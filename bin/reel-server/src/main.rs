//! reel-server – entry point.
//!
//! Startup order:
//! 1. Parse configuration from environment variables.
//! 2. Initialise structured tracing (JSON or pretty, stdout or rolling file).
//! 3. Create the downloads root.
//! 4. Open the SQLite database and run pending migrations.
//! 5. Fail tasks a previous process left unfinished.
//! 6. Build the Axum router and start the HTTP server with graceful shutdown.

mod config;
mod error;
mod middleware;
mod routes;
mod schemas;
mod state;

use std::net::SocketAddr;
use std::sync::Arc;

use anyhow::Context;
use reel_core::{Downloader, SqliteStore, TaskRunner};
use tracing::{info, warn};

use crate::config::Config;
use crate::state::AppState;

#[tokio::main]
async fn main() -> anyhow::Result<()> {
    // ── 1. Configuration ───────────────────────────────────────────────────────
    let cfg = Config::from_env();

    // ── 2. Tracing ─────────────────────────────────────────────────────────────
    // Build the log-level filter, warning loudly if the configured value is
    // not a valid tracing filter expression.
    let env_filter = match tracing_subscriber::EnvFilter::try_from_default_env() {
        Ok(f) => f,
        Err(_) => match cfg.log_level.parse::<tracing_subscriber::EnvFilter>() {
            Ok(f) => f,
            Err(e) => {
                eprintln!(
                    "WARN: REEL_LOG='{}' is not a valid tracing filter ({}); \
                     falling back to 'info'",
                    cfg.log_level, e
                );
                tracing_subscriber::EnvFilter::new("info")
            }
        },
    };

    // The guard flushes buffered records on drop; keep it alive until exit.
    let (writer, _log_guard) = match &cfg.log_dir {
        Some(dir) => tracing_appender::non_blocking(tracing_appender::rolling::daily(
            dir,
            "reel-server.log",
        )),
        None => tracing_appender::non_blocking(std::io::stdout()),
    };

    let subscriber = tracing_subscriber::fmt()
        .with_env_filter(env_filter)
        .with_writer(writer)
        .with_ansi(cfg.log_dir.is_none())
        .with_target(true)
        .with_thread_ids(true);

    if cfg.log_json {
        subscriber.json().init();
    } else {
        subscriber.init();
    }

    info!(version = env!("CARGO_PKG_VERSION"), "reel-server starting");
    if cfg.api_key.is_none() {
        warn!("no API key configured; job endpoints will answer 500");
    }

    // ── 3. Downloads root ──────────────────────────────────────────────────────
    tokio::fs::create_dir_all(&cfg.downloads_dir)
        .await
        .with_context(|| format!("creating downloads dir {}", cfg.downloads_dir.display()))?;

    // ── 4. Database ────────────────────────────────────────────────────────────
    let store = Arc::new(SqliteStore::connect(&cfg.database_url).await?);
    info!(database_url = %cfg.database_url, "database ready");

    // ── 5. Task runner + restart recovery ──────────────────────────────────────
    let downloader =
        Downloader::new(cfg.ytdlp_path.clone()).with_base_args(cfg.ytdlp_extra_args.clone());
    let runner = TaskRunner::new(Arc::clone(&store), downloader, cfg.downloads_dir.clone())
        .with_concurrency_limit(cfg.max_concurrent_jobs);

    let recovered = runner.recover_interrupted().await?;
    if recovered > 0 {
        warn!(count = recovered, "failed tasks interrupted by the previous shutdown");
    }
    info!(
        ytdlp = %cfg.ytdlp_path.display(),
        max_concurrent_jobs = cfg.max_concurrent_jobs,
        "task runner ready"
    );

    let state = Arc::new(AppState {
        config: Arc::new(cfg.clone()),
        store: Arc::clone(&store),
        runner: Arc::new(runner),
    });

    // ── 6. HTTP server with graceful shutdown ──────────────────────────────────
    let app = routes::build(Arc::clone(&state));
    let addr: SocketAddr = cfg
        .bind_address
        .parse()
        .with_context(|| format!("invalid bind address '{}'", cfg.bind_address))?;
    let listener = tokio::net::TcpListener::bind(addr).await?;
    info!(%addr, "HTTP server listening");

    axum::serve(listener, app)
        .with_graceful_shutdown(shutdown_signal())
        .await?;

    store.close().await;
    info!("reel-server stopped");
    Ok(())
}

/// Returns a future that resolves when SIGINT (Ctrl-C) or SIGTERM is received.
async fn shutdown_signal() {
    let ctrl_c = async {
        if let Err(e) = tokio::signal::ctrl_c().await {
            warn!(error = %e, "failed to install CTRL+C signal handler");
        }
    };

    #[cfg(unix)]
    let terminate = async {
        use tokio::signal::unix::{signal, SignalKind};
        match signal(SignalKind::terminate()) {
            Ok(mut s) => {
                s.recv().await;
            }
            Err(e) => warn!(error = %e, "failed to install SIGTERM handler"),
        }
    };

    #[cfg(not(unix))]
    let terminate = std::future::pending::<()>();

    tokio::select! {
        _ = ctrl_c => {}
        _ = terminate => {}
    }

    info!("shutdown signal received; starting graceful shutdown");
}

==

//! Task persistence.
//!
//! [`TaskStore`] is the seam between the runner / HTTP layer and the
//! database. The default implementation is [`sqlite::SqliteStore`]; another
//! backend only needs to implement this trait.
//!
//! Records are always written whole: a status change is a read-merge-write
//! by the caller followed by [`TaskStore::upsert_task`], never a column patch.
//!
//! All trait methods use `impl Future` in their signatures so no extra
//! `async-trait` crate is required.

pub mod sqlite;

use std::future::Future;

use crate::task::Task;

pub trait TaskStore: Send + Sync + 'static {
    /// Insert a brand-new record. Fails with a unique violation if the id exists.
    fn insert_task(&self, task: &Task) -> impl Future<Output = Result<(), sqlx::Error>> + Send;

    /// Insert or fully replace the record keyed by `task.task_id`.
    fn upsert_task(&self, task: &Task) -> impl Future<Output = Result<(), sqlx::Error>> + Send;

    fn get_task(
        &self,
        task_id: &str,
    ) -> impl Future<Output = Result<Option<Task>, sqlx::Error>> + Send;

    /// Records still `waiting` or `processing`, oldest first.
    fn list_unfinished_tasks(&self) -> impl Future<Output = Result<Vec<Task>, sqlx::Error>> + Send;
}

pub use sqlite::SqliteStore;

---

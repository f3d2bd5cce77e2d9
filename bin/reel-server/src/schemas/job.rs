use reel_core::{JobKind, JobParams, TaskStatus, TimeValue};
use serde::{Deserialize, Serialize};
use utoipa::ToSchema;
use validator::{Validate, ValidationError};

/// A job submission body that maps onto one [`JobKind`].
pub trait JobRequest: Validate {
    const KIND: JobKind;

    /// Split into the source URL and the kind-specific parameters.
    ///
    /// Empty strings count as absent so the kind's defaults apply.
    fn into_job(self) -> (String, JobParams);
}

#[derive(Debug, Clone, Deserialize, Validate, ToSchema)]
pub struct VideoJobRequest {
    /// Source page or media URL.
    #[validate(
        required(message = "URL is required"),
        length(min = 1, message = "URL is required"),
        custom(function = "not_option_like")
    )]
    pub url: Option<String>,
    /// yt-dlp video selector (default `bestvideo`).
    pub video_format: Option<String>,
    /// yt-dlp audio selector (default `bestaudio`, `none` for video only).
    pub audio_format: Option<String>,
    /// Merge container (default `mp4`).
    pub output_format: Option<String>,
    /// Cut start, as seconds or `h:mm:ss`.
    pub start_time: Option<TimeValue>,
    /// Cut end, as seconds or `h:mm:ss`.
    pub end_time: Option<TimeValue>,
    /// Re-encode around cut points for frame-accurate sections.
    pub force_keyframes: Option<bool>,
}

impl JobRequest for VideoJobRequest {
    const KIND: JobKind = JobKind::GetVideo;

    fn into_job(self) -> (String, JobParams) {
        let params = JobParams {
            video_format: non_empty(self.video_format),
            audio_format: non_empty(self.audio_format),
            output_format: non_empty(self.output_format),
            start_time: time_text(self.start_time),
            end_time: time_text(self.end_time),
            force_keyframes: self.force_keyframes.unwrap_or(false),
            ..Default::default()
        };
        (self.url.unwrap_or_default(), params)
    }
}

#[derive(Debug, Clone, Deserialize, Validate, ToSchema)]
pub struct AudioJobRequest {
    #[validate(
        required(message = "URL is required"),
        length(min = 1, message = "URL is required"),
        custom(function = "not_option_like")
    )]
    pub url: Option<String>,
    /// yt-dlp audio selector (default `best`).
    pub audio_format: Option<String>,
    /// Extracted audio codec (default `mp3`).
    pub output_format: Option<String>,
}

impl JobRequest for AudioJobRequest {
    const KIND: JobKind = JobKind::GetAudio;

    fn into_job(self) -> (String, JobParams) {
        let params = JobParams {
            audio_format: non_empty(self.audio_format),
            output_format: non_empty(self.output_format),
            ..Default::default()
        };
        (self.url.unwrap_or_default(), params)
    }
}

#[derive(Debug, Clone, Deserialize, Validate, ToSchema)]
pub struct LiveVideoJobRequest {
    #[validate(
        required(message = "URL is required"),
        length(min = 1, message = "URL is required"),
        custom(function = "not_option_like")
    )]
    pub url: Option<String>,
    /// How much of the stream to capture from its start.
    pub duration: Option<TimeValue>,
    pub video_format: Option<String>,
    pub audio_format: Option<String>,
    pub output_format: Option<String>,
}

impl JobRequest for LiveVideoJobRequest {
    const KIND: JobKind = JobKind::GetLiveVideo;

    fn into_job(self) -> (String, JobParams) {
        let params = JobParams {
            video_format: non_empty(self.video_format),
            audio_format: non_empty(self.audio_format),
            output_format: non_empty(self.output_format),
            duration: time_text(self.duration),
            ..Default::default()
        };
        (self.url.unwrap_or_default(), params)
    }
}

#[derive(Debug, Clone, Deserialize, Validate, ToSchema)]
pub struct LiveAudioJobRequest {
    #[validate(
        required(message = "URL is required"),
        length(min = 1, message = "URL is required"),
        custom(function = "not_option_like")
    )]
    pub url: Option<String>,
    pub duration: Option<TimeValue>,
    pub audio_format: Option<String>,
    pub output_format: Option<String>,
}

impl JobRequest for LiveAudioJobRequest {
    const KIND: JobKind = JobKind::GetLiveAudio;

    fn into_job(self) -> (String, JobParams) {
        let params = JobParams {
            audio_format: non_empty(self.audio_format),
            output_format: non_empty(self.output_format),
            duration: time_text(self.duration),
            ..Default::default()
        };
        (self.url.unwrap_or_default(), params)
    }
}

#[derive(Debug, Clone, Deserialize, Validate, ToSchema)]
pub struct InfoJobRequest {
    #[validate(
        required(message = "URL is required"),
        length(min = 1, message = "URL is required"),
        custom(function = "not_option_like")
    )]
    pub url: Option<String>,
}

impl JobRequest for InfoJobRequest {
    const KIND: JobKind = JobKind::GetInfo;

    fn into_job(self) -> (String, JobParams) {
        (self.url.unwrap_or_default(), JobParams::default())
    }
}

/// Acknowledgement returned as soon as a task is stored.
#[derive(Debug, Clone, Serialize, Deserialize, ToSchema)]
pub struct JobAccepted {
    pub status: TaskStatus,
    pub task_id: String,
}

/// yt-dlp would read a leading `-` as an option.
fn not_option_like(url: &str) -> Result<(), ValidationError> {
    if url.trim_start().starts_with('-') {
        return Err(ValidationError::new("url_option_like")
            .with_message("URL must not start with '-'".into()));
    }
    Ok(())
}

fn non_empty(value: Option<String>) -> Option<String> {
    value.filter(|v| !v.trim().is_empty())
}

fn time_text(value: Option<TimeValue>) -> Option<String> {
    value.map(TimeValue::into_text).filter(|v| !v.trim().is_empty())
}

▶ _What this task involves_
Wherever the string "root" appears in a line above, copy that line.

▶ _Task result_
//! 3. Create the downloads root.
    // ── 3. Downloads root ──────────────────────────────────────────────────────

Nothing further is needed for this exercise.